Only lines containing the string "oneshot" belong in the answer; copy all of them from the entries.

Input for this task START

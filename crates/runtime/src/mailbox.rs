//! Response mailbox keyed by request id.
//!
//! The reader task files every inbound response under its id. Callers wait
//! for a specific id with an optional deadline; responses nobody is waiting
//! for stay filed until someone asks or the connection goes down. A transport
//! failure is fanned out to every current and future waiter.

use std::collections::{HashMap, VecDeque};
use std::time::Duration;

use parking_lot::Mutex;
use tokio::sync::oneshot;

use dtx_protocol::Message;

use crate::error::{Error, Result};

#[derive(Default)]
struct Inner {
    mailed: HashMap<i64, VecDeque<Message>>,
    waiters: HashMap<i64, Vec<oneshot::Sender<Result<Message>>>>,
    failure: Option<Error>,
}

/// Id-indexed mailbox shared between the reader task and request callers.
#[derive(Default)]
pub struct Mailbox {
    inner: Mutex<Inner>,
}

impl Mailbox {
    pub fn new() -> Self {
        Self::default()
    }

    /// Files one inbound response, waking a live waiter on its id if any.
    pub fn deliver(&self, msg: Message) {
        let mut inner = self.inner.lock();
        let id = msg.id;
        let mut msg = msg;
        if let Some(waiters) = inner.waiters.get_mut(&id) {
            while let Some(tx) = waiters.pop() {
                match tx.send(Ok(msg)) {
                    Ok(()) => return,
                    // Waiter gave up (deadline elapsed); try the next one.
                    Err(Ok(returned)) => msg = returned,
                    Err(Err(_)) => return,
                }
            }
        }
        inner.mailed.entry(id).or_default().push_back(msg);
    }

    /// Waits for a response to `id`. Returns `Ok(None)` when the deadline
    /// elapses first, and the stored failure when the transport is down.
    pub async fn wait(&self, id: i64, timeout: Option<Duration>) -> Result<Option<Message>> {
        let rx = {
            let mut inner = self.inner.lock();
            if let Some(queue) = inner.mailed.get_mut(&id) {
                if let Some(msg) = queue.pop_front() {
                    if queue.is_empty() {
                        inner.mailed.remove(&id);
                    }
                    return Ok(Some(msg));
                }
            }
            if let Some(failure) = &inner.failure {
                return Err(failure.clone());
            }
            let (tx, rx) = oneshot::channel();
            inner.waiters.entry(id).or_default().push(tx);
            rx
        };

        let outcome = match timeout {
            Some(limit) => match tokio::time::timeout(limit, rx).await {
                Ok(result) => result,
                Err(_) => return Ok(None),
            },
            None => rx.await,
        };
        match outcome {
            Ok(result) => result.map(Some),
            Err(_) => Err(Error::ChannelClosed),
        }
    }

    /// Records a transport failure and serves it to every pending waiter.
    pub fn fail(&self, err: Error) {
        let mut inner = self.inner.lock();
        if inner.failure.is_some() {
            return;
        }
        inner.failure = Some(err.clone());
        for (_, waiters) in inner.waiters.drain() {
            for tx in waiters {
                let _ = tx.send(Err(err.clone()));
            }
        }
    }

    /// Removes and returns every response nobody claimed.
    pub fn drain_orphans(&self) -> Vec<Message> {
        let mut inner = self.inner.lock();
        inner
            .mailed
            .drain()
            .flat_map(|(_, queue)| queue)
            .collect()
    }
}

Input for this task END

**Task output**
use tokio::sync::oneshot;
    waiters: HashMap<i64, Vec<oneshot::Sender<Result<Message>>>>,
            let (tx, rx) = oneshot::channel();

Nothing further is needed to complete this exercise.